## Instructions to follow
Restate the entries word for word, omitting nothing.

[Stored items]
//! Configuration for corral.

use std::fs;
use std::path::{Path, PathBuf};

use chrono::Duration;
use serde::{Deserialize, Serialize};

use crate::error::{Error, Result};

/// Coordination configuration.
#[derive(Debug, Clone, Deserialize, Serialize)]
#[serde(default)]
pub struct CoordinationConfig {
    /// Directory for the persisted lock and agent tables.
    pub data_dir: PathBuf,
    /// Lock time-to-live in minutes.
    pub lock_ttl_minutes: i64,
    /// Heartbeat age in minutes after which an agent is presumed dead.
    pub stale_after_minutes: i64,
    /// Interval between background reclamation sweeps, in seconds.
    pub sweep_interval_secs: u64,
    /// Whether coordination is enabled (reported in status snapshots).
    pub coordination_enabled: bool,
}

impl Default for CoordinationConfig {
    fn default() -> Self {
        let data_dir = dirs::data_local_dir()
            .unwrap_or_else(|| PathBuf::from("."))
            .join("corral");

        Self {
            data_dir,
            lock_ttl_minutes: 60,
            stale_after_minutes: 15,
            sweep_interval_secs: 180,
            coordination_enabled: true,
        }
    }
}

impl CoordinationConfig {
    /// Load configuration with fallback chain.
    pub fn load(config_path: Option<&PathBuf>) -> Result<Self> {
        // If explicit config path provided, try to load it
        if let Some(path) = config_path {
            return Self::load_from_file(path);
        }

        // Try primary location: ~/.config/corral/corral.yml
        if let Some(config_dir) = dirs::config_dir() {
            let primary_config = config_dir.join("corral").join("corral.yml");
            if primary_config.exists() {
                match Self::load_from_file(&primary_config) {
                    Ok(config) => return Ok(config),
                    Err(e) => {
                        log::warn!("Failed to load config from {}: {}", primary_config.display(), e);
                    }
                }
            }
        }

        // Try fallback location: ./corral.yml
        let fallback_config = PathBuf::from("corral.yml");
        if fallback_config.exists() {
            match Self::load_from_file(&fallback_config) {
                Ok(config) => return Ok(config),
                Err(e) => {
                    log::warn!("Failed to load config from {}: {}", fallback_config.display(), e);
                }
            }
        }

        // No config file found, use defaults
        log::info!("No config file found, using defaults");
        Ok(Self::default())
    }

    fn load_from_file<P: AsRef<Path>>(path: P) -> Result<Self> {
        let content = fs::read_to_string(&path)
            .map_err(|e| Error::Config(format!("failed to read {}: {}", path.as_ref().display(), e)))?;
        let config: Self = serde_yaml::from_str(&content)?;

        log::info!("Loaded config from: {}", path.as_ref().display());
        Ok(config)
    }

    /// Lock TTL as a duration.
    pub fn lock_ttl(&self) -> Duration {
        Duration::minutes(self.lock_ttl_minutes)
    }

    /// Heartbeat staleness threshold as a duration.
    pub fn stale_after(&self) -> Duration {
        Duration::minutes(self.stale_after_minutes)
    }

    /// Sweep interval as a std duration, for timers.
    pub fn sweep_interval(&self) -> std::time::Duration {
        std::time::Duration::from_secs(self.sweep_interval_secs)
    }
}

## Finished task
//! Configuration for corral.

use std::fs;
use std::path::{Path, PathBuf};

use chrono::Duration;
use serde::{Deserialize, Serialize};

use crate::error::{Error, Result};

/// Coordination configuration.
#[derive(Debug, Clone, Deserialize, Serialize)]
#[serde(default)]
pub struct CoordinationConfig {
    /// Directory for the persisted lock and agent tables.
    pub data_dir: PathBuf,
    /// Lock time-to-live in minutes.
    pub lock_ttl_minutes: i64,
    /// Heartbeat age in minutes after which an agent is presumed dead.
    pub stale_after_minutes: i64,
    /// Interval between background reclamation sweeps, in seconds.
    pub sweep_interval_secs: u64,
    /// Whether coordination is enabled (reported in status snapshots).
    pub coordination_enabled: bool,
}

impl Default for CoordinationConfig {
    fn default() -> Self {
        let data_dir = dirs::data_local_dir()
            .unwrap_or_else(|| PathBuf::from("."))
            .join("corral");

        Self {
            data_dir,
            lock_ttl_minutes: 60,
            stale_after_minutes: 15,
            sweep_interval_secs: 180,
            coordination_enabled: true,
        }
    }
}

impl CoordinationConfig {
    /// Load configuration with fallback chain.
    pub fn load(config_path: Option<&PathBuf>) -> Result<Self> {
        // If explicit config path provided, try to load it
        if let Some(path) = config_path {
            return Self::load_from_file(path);
        }

        // Try primary location: ~/.config/corral/corral.yml
        if let Some(config_dir) = dirs::config_dir() {
            let primary_config = config_dir.join("corral").join("corral.yml");
            if primary_config.exists() {
                match Self::load_from_file(&primary_config) {
                    Ok(config) => return Ok(config),
                    Err(e) => {
                        log::warn!("Failed to load config from {}: {}", primary_config.display(), e);
                    }
                }
            }
        }

        // Try fallback location: ./corral.yml
        let fallback_config = PathBuf::from("corral.yml");
        if fallback_config.exists() {
            match Self::load_from_file(&fallback_config) {
                Ok(config) => return Ok(config),
                Err(e) => {
                    log::warn!("Failed to load config from {}: {}", fallback_config.display(), e);
                }
            }
        }

        // No config file found, use defaults
        log::info!("No config file found, using defaults");
        Ok(Self::default())
    }

    fn load_from_file<P: AsRef<Path>>(path: P) -> Result<Self> {
        let content = fs::read_to_string(&path)
            .map_err(|e| Error::Config(format!("failed to read {}: {}", path.as_ref().display(), e)))?;
        let config: Self = serde_yaml::from_str(&content)?;

        log::info!("Loaded config from: {}", path.as_ref().display());
        Ok(config)
    }

    /// Lock TTL as a duration.
    pub fn lock_ttl(&self) -> Duration {
        Duration::minutes(self.lock_ttl_minutes)
    }

    /// Heartbeat staleness threshold as a duration.
    pub fn stale_after(&self) -> Duration {
        Duration::minutes(self.stale_after_minutes)
    }

    /// Sweep interval as a std duration, for timers.
    pub fn sweep_interval(&self) -> std::time::Duration {
        std::time::Duration::from_secs(self.sweep_interval_secs)
    }
}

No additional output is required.